Re: New subsystem for acceleration devices

From: Jiho Chu
Date: Thu Aug 04 2022 - 05:27:51 EST


On Thu, 4 Aug 2022 09:46:49 +0300
Oded Gabbay <oded.gabbay@xxxxxxxxx> wrote:

> On Thu, Aug 4, 2022 at 2:32 AM Daniel Stone <daniel@xxxxxxxxxxxxx> wrote:
> >
> > Hi Oded,
> >
> > On Wed, 3 Aug 2022 at 21:21, Oded Gabbay <oded.gabbay@xxxxxxxxx> wrote:
> > > The reason it happened now is because I saw two drivers, which are
> > > doing h/w acceleration for AI, trying to be accepted to the misc
> > > subsystem.
> >
> > Why misc?
> You will need to ask them ;)
> Seriously, I guess they thought they were not gpu drivers and didn't
> find anything else to go to.
> And at least for one of them, I remember Greg and Arnd pointing them to misc.
>

Hi, Daniel.
Samsung NPU driver is one of the trier to be a misc device. There is some
reasons that it chooses misc, but it can be simply said that GPU was not a
perfect suit for NPU.
AI workload is not limited in graphical job, it can be NLP, data analysis or
training job. The GPU/DRM can work for them, but its description is not for
them.
e.g. AI workloads needs to manage ai model data as well as input data. I guess
it can be working with GEM object, and needs to be expaned for model information.
But I have a question that DRM accept this specialized GEM, thus it's not
related to Graphics.
Other subsystem was simliar, so I only could choose misc device.

IMHO, at the same reason, I'm positive on Oded's working, expecting that the
new subsystem could be more specialized for AI workload.

thanks,
Jiho

> >
> > > Regarding the open source userspace rules in drm - yes, I think your
> > > rules are too limiting for the relatively young AI scene, and I saw at
> > > the 2021 kernel summit that other people from the kernel community
> > > think that as well.
> > > But that's not the main reason, or even a reason at all for doing
> > > this.
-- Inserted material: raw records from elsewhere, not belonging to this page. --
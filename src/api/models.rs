//! Sanitized API views of database rows.
//!
//! Everything serialized to clients is camelCase and never includes the
//! password hash or the stored refresh token.

use serde::Serialize;

use crate::database::models::UserDbModel;
use crate::database::repositories::{ChannelProfileRow, WatchHistoryRow};

/// Public view of a user account.
#[derive(Debug, Clone, Serialize)]
#[serde(rename_all = "camelCase")]
pub struct UserView {
    pub id: String,
    pub username: String,
    pub email: String,
    pub full_name: String,
    pub avatar: String,
    #[serde(skip_serializing_if = "Option::is_none")]
    pub cover_image: Option<String>,
    pub created_at: i64,
    pub updated_at: i64,
}

impl From<&UserDbModel> for UserView {
    fn from(user: &UserDbModel) -> Self {
        Self {
            id: user.id.clone(),
            username: user.username.clone(),
            email: user.email.clone(),
            full_name: user.full_name.clone(),
            avatar: user.avatar_url.clone(),
            cover_image: user.cover_image_url.clone(),
            created_at: user.created_at,
            updated_at: user.updated_at,
        }
    }
}

/// Channel profile with subscription counts, as seen by a specific viewer.
#[derive(Debug, Clone, Serialize)]
#[serde(rename_all = "camelCase")]
pub struct ChannelProfileView {
    pub full_name: String,
    pub username: String,
    pub email: String,
    pub avatar: String,
    #[serde(skip_serializing_if = "Option::is_none")]
    pub cover_image: Option<String>,
    pub subscribers_count: i64,
    pub channels_subscribed_to_count: i64,
    pub is_subscribed: bool,
}

impl From<ChannelProfileRow> for ChannelProfileView {
    fn from(row: ChannelProfileRow) -> Self {
        Self {
            full_name: row.full_name,
            username: row.username,
            email: row.email,
            avatar: row.avatar_url,
            cover_image: row.cover_image_url,
            subscribers_count: row.subscribers_count,
            channels_subscribed_to_count: row.subscribed_to_count,
            is_subscribed: row.is_subscribed,
        }
    }
}

/// Denormalized owner summary embedded in watch-history entries.
#[derive(Debug, Clone, Serialize)]
#[serde(rename_all = "camelCase")]
pub struct OwnerSummaryView {
    pub full_name: String,
    pub username: String,
    pub avatar: String,
}

/// One watch-history entry: the video plus its owner's summary.
#[derive(Debug, Clone, Serialize)]
#[serde(rename_all = "camelCase")]
pub struct WatchVideoView {
    pub id: String,
    pub title: String,
    pub video_file: String,
    #[serde(skip_serializing_if = "Option::is_none")]
    pub thumbnail: Option<String>,
    pub duration: i64,
    pub views: i64,
    pub owner: OwnerSummaryView,
    pub watched_at: i64,
}

impl From<WatchHistoryRow> for WatchVideoView {
    fn from(row: WatchHistoryRow) -> Self {
        Self {
            id: row.video_id,
            title: row.title,
            video_file: row.video_url,
            thumbnail: row.thumbnail_url,
            duration: row.duration_secs,
            views: row.views,
            owner: OwnerSummaryView {
                full_name: row.owner_full_name,
                username: row.owner_username,
                avatar: row.owner_avatar_url,
            },
            watched_at: row.watched_at,
        }
    }
}

#[cfg(test)]
mod tests {
    use super::*;

    #[test]
    fn test_user_view_omits_credentials() {
        let mut user = UserDbModel::new(
            "Ada",
            "ada@example.com",
            "Ada Lovelace",
            "secret-hash",
            "https://cdn.example.com/a.png",
            None,
        );
        user.refresh_token = Some("stored-refresh".to_string());

        let view = UserView::from(&user);
        let json = serde_json::to_string(&view).unwrap();

        assert!(!json.contains("secret-hash"));
        assert!(!json.contains("stored-refresh"));
        assert!(json.contains("\"username\":\"ada\""));
        assert!(json.contains("\"fullName\":\"Ada Lovelace\""));
    }

    #[test]
    fn test_channel_profile_view_camel_case() {
        let view = ChannelProfileView::from(ChannelProfileRow {
            full_name: "Ada Lovelace".to_string(),
            username: "ada".to_string(),
            email: "ada@example.com".to_string(),
            avatar_url: "a.png".to_string(),
            cover_image_url: None,
            subscribers_count: 3,
            subscribed_to_count: 1,
            is_subscribed: true,
        });
        let json = serde_json::to_value(&view).unwrap();

        assert_eq!(json["subscribersCount"], 3);
        assert_eq!(json["channelsSubscribedToCount"], 1);
        assert_eq!(json["isSubscribed"], true);
        assert!(json.get("coverImage").is_none());
    }
}
//! Authentication service for login, token rotation, and password operations.
//!
//! Token model: each user holds at most one live refresh token, stored on
//! the user row. Issuing a new pair overwrites it, logout clears it, and a
//! presented refresh token must equal the stored one exactly. A valid token
//! that no longer matches is treated as reuse and revokes the stored token.

use std::sync::Arc;

use argon2::{
    Argon2, Params,
    password_hash::{PasswordHash, PasswordHasher, PasswordVerifier, SaltString, rand_core::OsRng},
};
use tracing::{debug, info, warn};

use crate::database::models::UserDbModel;
use crate::database::repositories::UserRepository;

use super::error::ApiError;
use super::jwt::JwtService;

/// Authentication configuration.
#[derive(Debug, Clone)]
pub struct AuthConfig {
    /// Access token expiration in seconds (default: 86400 = 1 day)
    pub access_token_expiration_secs: u64,
    /// Refresh token expiration in seconds (default: 864000 = 10 days)
    pub refresh_token_expiration_secs: u64,
}

impl Default for AuthConfig {
    fn default() -> Self {
        Self {
            access_token_expiration_secs: 86400,    // 1 day
            refresh_token_expiration_secs: 864000,  // 10 days
        }
    }
}

impl AuthConfig {
    /// Create AuthConfig from environment variables.
    ///
    /// Environment variables:
    /// - `ACCESS_TOKEN_EXPIRATION_SECS`: Access token expiration in seconds (default: 86400)
    /// - `REFRESH_TOKEN_EXPIRATION_SECS`: Refresh token expiration in seconds (default: 864000)
    pub fn from_env() -> Self {
        let defaults = Self::default();

        let access_token_expiration_secs = std::env::var("ACCESS_TOKEN_EXPIRATION_SECS")
            .ok()
            .and_then(|s| s.parse().ok())
            .unwrap_or(defaults.access_token_expiration_secs);

        let refresh_token_expiration_secs = std::env::var("REFRESH_TOKEN_EXPIRATION_SECS")
            .ok()
            .and_then(|s| s.parse().ok())
            .unwrap_or(defaults.refresh_token_expiration_secs);

        Self {
            access_token_expiration_secs,
            refresh_token_expiration_secs,
        }
    }
}

/// Authentication errors.
#[derive(Debug, thiserror::Error)]
pub enum AuthError {
    #[error("Invalid credentials")]
    InvalidCredentials,

    #[error("Username or email is required")]
    MissingIdentifier,

    #[error("Token has expired")]
    TokenExpired,

    #[error("Refresh token is expired or already used")]
    TokenReused,

    #[error("Invalid token")]
    InvalidToken,

    #[error("Current password is incorrect")]
    IncorrectCurrentPassword,

    #[error("User not found")]
    UserNotFound,

    #[error("Database error: {0}")]
    Database(String),

    #[error("Internal error: {0}")]
    Internal(String),
}

impl From<AuthError> for ApiError {
    fn from(err: AuthError) -> Self {
        match err {
            AuthError::InvalidCredentials => ApiError::unauthorized("Invalid credentials"),
            AuthError::MissingIdentifier => ApiError::bad_request("Username or email is required"),
            AuthError::TokenExpired => ApiError::unauthorized("Token has expired"),
            AuthError::TokenReused => {
                ApiError::unauthorized("Refresh token is expired or already used")
            }
            AuthError::InvalidToken => ApiError::unauthorized("Invalid token"),
            AuthError::IncorrectCurrentPassword => {
                ApiError::unauthorized("Current password is incorrect")
            }
            AuthError::UserNotFound => ApiError::not_found("User not found"),
            AuthError::Database(msg) => {
                tracing::error!("Database error: {}", msg);
                ApiError::internal("Database error occurred")
            }
            AuthError::Internal(msg) => {
                tracing::error!("Internal auth error: {}", msg);
                ApiError::internal("An unexpected error occurred")
            }
        }
    }
}

/// Token pair returned on successful login or refresh.
#[derive(Debug, Clone, serde::Serialize)]
#[serde(rename_all = "camelCase")]
pub struct AuthTokens {
    /// JWT access token
    pub access_token: String,
    /// JWT refresh token
    pub refresh_token: String,
    /// Access token expiration in seconds
    pub expires_in: u64,
    /// Refresh token expiration in seconds
    pub refresh_expires_in: u64,
}

/// Authentication service.
pub struct AuthService {
    user_repo: Arc<dyn UserRepository>,
    jwt_service: Arc<JwtService>,
    config: AuthConfig,
}

impl AuthService {
    /// Create a new AuthService.
    pub fn new(
        user_repo: Arc<dyn UserRepository>,
        jwt_service: Arc<JwtService>,
        config: AuthConfig,
    ) -> Self {
        Self {
            user_repo,
            jwt_service,
            config,
        }
    }

    /// Hash a password using Argon2id with OWASP recommended parameters.
    pub fn hash_password(password: &str) -> Result<String, AuthError> {
        // OWASP recommended parameters: m=19456 (19 MiB), t=2, p=1
        let params = Params::new(19456, 2, 1, None)
            .map_err(|e| AuthError::Internal(format!("Invalid Argon2 params: {}", e)))?;
        let argon2 = Argon2::new(argon2::Algorithm::Argon2id, argon2::Version::V0x13, params);

        let salt = SaltString::generate(&mut OsRng);
        let password_hash = argon2
            .hash_password(password.as_bytes(), &salt)
            .map_err(|e| AuthError::Internal(format!("Password hashing failed: {}", e)))?
            .to_string();

        Ok(password_hash)
    }

    /// Verify a password against a stored hash.
    pub fn verify_password(password: &str, hash: &str) -> Result<bool, AuthError> {
        let parsed_hash = PasswordHash::new(hash)
            .map_err(|e| AuthError::Internal(format!("Invalid password hash format: {}", e)))?;

        // Default Argon2 for verification (it reads params from the hash)
        let argon2 = Argon2::default();
        Ok(argon2
            .verify_password(password.as_bytes(), &parsed_hash)
            .is_ok())
    }

    /// Generate an access/refresh pair for the user and persist the refresh
    /// token on the user row, replacing whatever was stored before.
    pub async fn issue_token_pair(&self, user: &UserDbModel) -> Result<AuthTokens, AuthError> {
        let access_token = self
            .jwt_service
            .generate_access_token(user)
            .map_err(|e| AuthError::Internal(e.to_string()))?;
        let refresh_token = self
            .jwt_service
            .generate_refresh_token(&user.id)
            .map_err(|e| AuthError::Internal(e.to_string()))?;

        self.user_repo
            .update_refresh_token(&user.id, Some(&refresh_token))
            .await
            .map_err(|e| AuthError::Database(e.to_string()))?;

        Ok(AuthTokens {
            access_token,
            refresh_token,
            expires_in: self.config.access_token_expiration_secs,
            refresh_expires_in: self.config.refresh_token_expiration_secs,
        })
    }

    /// Authenticate a user by username or email plus password.
    ///
    /// Either identifier is sufficient; a match on one of them counts.
    pub async fn authenticate(
        &self,
        username: Option<&str>,
        email: Option<&str>,
        password: &str,
    ) -> Result<(UserDbModel, AuthTokens), AuthError> {
        let has_username = username.is_some_and(|u| !u.trim().is_empty());
        let has_email = email.is_some_and(|e| !e.trim().is_empty());
        if !has_username && !has_email {
            return Err(AuthError::MissingIdentifier);
        }

        debug!(username = ?username, email = ?email, "Login attempt");

        let user = self
            .user_repo
            .find_by_username_or_email(username, email)
            .await
            .map_err(|e| AuthError::Database(e.to_string()))?
            .ok_or(AuthError::UserNotFound)?;

        if !Self::verify_password(password, &user.password_hash)? {
            warn!(user_id = %user.id, "Login failed: invalid credentials");
            return Err(AuthError::InvalidCredentials);
        }

        let tokens = self.issue_token_pair(&user).await?;

        info!(user_id = %user.id, username = %user.username, "Login successful");

        Ok((user, tokens))
    }

    /// Rotate tokens using a presented refresh token.
    ///
    /// The token must be a valid refresh JWT AND byte-equal to the one stored
    /// on the user row. A valid-but-stale token means an older token is being
    /// replayed after rotation; the stored token is revoked so the session
    /// chain dies.
    pub async fn refresh_tokens(
        &self,
        presented: &str,
    ) -> Result<(UserDbModel, AuthTokens), AuthError> {
        let presented = presented.trim();
        if presented.is_empty() {
            return Err(AuthError::InvalidToken);
        }

        let claims = self
            .jwt_service
            .validate_refresh_token(presented)
            .map_err(|e| match e {
                super::jwt::JwtError::TokenExpired => AuthError::TokenExpired,
                _ => AuthError::InvalidToken,
            })?;

        let user = self
            .user_repo
            .find_by_id(&claims.sub)
            .await
            .map_err(|e| AuthError::Database(e.to_string()))?
            .ok_or(AuthError::InvalidToken)?;

        match user.refresh_token.as_deref() {
            Some(stored) if stored == presented => {}
            _ => {
                warn!(
                    user_id = %user.id,
                    "Stale refresh token presented (possible reuse); revoking stored token"
                );
                self.user_repo
                    .update_refresh_token(&user.id, None)
                    .await
                    .map_err(|e| AuthError::Database(e.to_string()))?;
                return Err(AuthError::TokenReused);
            }
        }

        let tokens = self.issue_token_pair(&user).await?;

        debug!(user_id = %user.id, "Refresh token rotated");

        Ok((user, tokens))
    }

    /// Log out a user by clearing the stored refresh token.
    pub async fn logout(&self, user_id: &str) -> Result<(), AuthError> {
        self.user_repo
            .update_refresh_token(user_id, None)
            .await
            .map_err(|e| AuthError::Database(e.to_string()))?;

        info!(user_id = %user_id, "User logged out");
        Ok(())
    }

    /// Change a user's password after verifying the current one.
    ///
    /// Existing sessions keep their tokens; only the credential changes.
    pub async fn change_password(
        &self,
        user_id: &str,
        current_password: &str,
        new_password: &str,
    ) -> Result<(), AuthError> {
        let user = self
            .user_repo
            .find_by_id(user_id)
            .await
            .map_err(|e| AuthError::Database(e.to_string()))?
            .ok_or(AuthError::UserNotFound)?;

        if !Self::verify_password(current_password, &user.password_hash)? {
            warn!(user_id = %user_id, "Password change failed: incorrect current password");
            return Err(AuthError::IncorrectCurrentPassword);
        }

        let new_hash = Self::hash_password(new_password)?;
        self.user_repo
            .update_password(user_id, &new_hash)
            .await
            .map_err(|e| AuthError::Database(e.to_string()))?;

        info!(user_id = %user_id, "Password changed");
        Ok(())
    }
}
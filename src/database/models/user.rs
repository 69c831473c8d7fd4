//! User database model.

use serde::{Deserialize, Serialize};
use sqlx::FromRow;

/// User database model.
///
/// Represents a user account. The `refresh_token` column holds either NULL
/// or exactly the most recently issued refresh token for the user; older
/// tokens are implicitly invalidated when it is overwritten.
#[derive(Debug, Clone, FromRow, Serialize, Deserialize)]
pub struct UserDbModel {
    /// Unique identifier (UUID)
    pub id: String,
    /// Unique username, stored lowercased
    pub username: String,
    /// Unique email address
    pub email: String,
    /// Display name
    pub full_name: String,
    /// Argon2id password hash
    pub password_hash: String,
    /// Avatar image URL (required)
    pub avatar_url: String,
    /// Cover image URL (optional)
    pub cover_image_url: Option<String>,
    /// Currently valid refresh token (None when logged out)
    pub refresh_token: Option<String>,
    /// Unix epoch milliseconds (UTC) when the user was created.
    pub created_at: i64,
    /// Unix epoch milliseconds (UTC) when the user was last updated.
    pub updated_at: i64,
}

impl UserDbModel {
    /// Create a new user. The username is lowercased here so every stored
    /// user satisfies the lowercase invariant regardless of caller input.
    /// Note: password must be hashed before calling this.
    pub fn new(
        username: impl Into<String>,
        email: impl Into<String>,
        full_name: impl Into<String>,
        password_hash: impl Into<String>,
        avatar_url: impl Into<String>,
        cover_image_url: Option<String>,
    ) -> Self {
        let now = crate::database::time::now_ms();
        Self {
            id: uuid::Uuid::new_v4().to_string(),
            username: username.into().to_lowercase(),
            email: email.into(),
            full_name: full_name.into(),
            password_hash: password_hash.into(),
            avatar_url: avatar_url.into(),
            cover_image_url,
            refresh_token: None,
            created_at: now,
            updated_at: now,
        }
    }
}
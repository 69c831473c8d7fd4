//! Database models.

pub mod subscription;
pub mod user;
pub mod video;

pub use subscription::SubscriptionDbModel;
pub use user::UserDbModel;
pub use video::VideoDbModel;
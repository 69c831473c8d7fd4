//! Database module for mediahub.
//!
//! Provides the persistence layer using SQLite with sqlx: connection pool
//! management, models, and repositories.

pub mod models;
pub mod repositories;
pub mod time;

use sqlx::sqlite::{SqliteConnectOptions, SqliteJournalMode, SqlitePoolOptions, SqliteSynchronous};
use sqlx::{Pool, Sqlite};
use std::str::FromStr;
use std::time::Duration;

/// Database connection pool type alias.
pub type DbPool = Pool<Sqlite>;

/// Default connection pool size.
const DEFAULT_POOL_SIZE: u32 = 10;

/// Default busy timeout in milliseconds.
const DEFAULT_BUSY_TIMEOUT_MS: u64 = 30_000;

/// Initialize the database connection pool with WAL mode.
///
/// # Arguments
/// * `database_url` - SQLite database URL (e.g., "sqlite:mediahub.db?mode=rwc")
pub async fn init_pool(database_url: &str) -> Result<DbPool, sqlx::Error> {
    let connect_options = SqliteConnectOptions::from_str(database_url)?
        // WAL mode allows concurrent reads during writes
        .journal_mode(SqliteJournalMode::Wal)
        .synchronous(SqliteSynchronous::Normal)
        .busy_timeout(Duration::from_millis(DEFAULT_BUSY_TIMEOUT_MS))
        .foreign_keys(true)
        .create_if_missing(true);

    let pool = SqlitePoolOptions::new()
        .max_connections(DEFAULT_POOL_SIZE)
        .acquire_timeout(Duration::from_secs(30))
        .connect_with(connect_options)
        .await?;

    tracing::info!(
        "Database pool initialized with WAL mode, {} max connections",
        DEFAULT_POOL_SIZE
    );

    Ok(pool)
}

/// Run embedded migrations.
pub async fn run_migrations(pool: &DbPool) -> Result<(), sqlx::Error> {
    tracing::info!("Running database migrations...");
    sqlx::migrate!("./migrations").run(pool).await?;
    tracing::info!("Database migrations completed");
    Ok(())
}

#[cfg(test)]
mod tests {
    use super::*;

    #[tokio::test]
    async fn test_init_pool() {
        let pool = init_pool("sqlite::memory:").await.unwrap();

        let result: (String,) = sqlx::query_as("PRAGMA journal_mode")
            .fetch_one(&pool)
            .await
            .unwrap();

        // In-memory databases use "memory" journal mode; file-based use "wal"
        assert!(result.0 == "memory" || result.0 == "wal");
    }
}
//! Muxing support using ffmpeg as a subprocess.
//!
//! The download pipeline only depends on the [`Muxer`] trait, so that the external utility can be
//! replaced (or mocked in tests) without touching the fetching code.

use std::path::Path;
use std::process::Command;
use tracing::{debug, info};
use crate::VodgrabError;


/// Combines one video stream file and one audio stream file into a single container file at
/// `output`. Implementations are trusted to produce a correctly interleaved container.
pub trait Muxer: Send + Sync {
    fn combine(&self, video: &Path, audio: &Path, output: &Path) -> Result<(), VodgrabError>;
}


/// Runs `ffmpeg` once, copying both elementary streams without reencoding. The container type is
/// chosen by ffmpeg from the extension of the output path.
#[derive(Debug, Clone)]
pub struct FfmpegMuxer {
    location: String,
}

impl Default for FfmpegMuxer {
    fn default() -> Self {
        FfmpegMuxer {
            location: if cfg!(target_os = "windows") {
                String::from("ffmpeg.exe")
            } else {
                String::from("ffmpeg")
            },
        }
    }
}

impl FfmpegMuxer {
    /// Use the ffmpeg binary at `location` instead of looking it up in PATH.
    pub fn with_location(location: &str) -> FfmpegMuxer {
        FfmpegMuxer { location: location.to_string() }
    }
}

impl Muxer for FfmpegMuxer {
    #[tracing::instrument(level = "trace", skip(self))]
    fn combine(&self, video: &Path, audio: &Path, output: &Path) -> Result<(), VodgrabError> {
        info!("Muxing audio and video streams with {}", self.location);
        let ffmpeg = Command::new(&self.location)
            .args(["-hide_banner", "-nostats", "-nostdin",
                   "-loglevel", "error",
                   "-y",  // overwrite output file if it exists
                   "-i"])
            .arg(video)
            .arg("-i")
            .arg(audio)
            .args(["-map", "0:v:0", "-map", "1:a:0",
                   "-c", "copy"])
            .arg(output)
            .output()
            .map_err(|e| VodgrabError::Muxing {
                status: None,
                diagnostics: format!("couldn't run {}: {e}", self.location),
            })?;
        let stderr = String::from_utf8_lossy(&ffmpeg.stderr);
        if ffmpeg.status.success() {
            if !stderr.trim().is_empty() {
                debug!("ffmpeg stderr: {stderr}");
            }
            Ok(())
        } else {
            Err(VodgrabError::Muxing {
                status: ffmpeg.status.code(),
                diagnostics: stderr.trim().to_string(),
            })
        }
    }
}


#[cfg(test)]
mod tests {
    use super::*;

    #[test]
    fn test_missing_binary() {
        let muxer = FfmpegMuxer::with_location("/nonexistent/vodgrab-ffmpeg");
        let err = muxer.combine(Path::new("v.mp4"), Path::new("a.mp4"), Path::new("out.mp4"))
            .unwrap_err();
        assert!(matches!(err, VodgrabError::Muxing { status: None, .. }), "unexpected error {err}");
    }

    #[cfg(unix)]
    #[test]
    fn test_failing_binary_reports_status() {
        // `false` ignores its arguments and exits with status 1
        let muxer = FfmpegMuxer::with_location("false");
        let err = muxer.combine(Path::new("v.mp4"), Path::new("a.mp4"), Path::new("out.mp4"))
            .unwrap_err();
        assert!(matches!(err, VodgrabError::Muxing { status: Some(1), .. }), "unexpected error {err}");
    }
}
After all, at least for habana, we open-sourced our compiler and
> > > a runtime library. And Greg also asked those two drivers if they have
> > > matching open-sourced user-space code.
> > >
> > > And a final reason is that I thought this can also help in somewhat
> > > reducing the workload on Greg. I saw in the last kernel summit there
> > > was a concern about bringing more people to be kernel maintainers so I
> > > thought this is a step in the right direction.
> >
> > Can you please explain what the reason is here?
> >
> > Everything you have described - uniform device enumeration, common job
> > description, memory management helpers, unique job submission format,
> > etc - applies exactly to DRM. If open userspace is not a requirement,
> > and bypassing Greg's manual merging is a requirement, then I don't see
> > what the difference is between DRM and this new bespoke subsystem. It
> > would be great to have these differences enumerated in email as well
> > as in kerneldoc.
> I don't think preparing such a list at this point is relevant, because
> I don't have a full-featured subsystem ready, which I can take and
> list all its features and compare it with drm.
> I have a beginning of a subsystem, with very minimal common code, and
> I planned for it to grow with time and with the relevant participants.
>
> And regarding the serspace issue, I believe it will be less stringent
> than in drm.
> For example, afaik in drm you must upstream your LLVM fork to the
> mainline LLVM tree. This is something that is really a heavy-lifting
> task for most, if not all, companies.
> So this is a requirement I think we can forgo.
>
> Thanks,
> Oded
>
> >
> > Cheers,
> > Daniel
>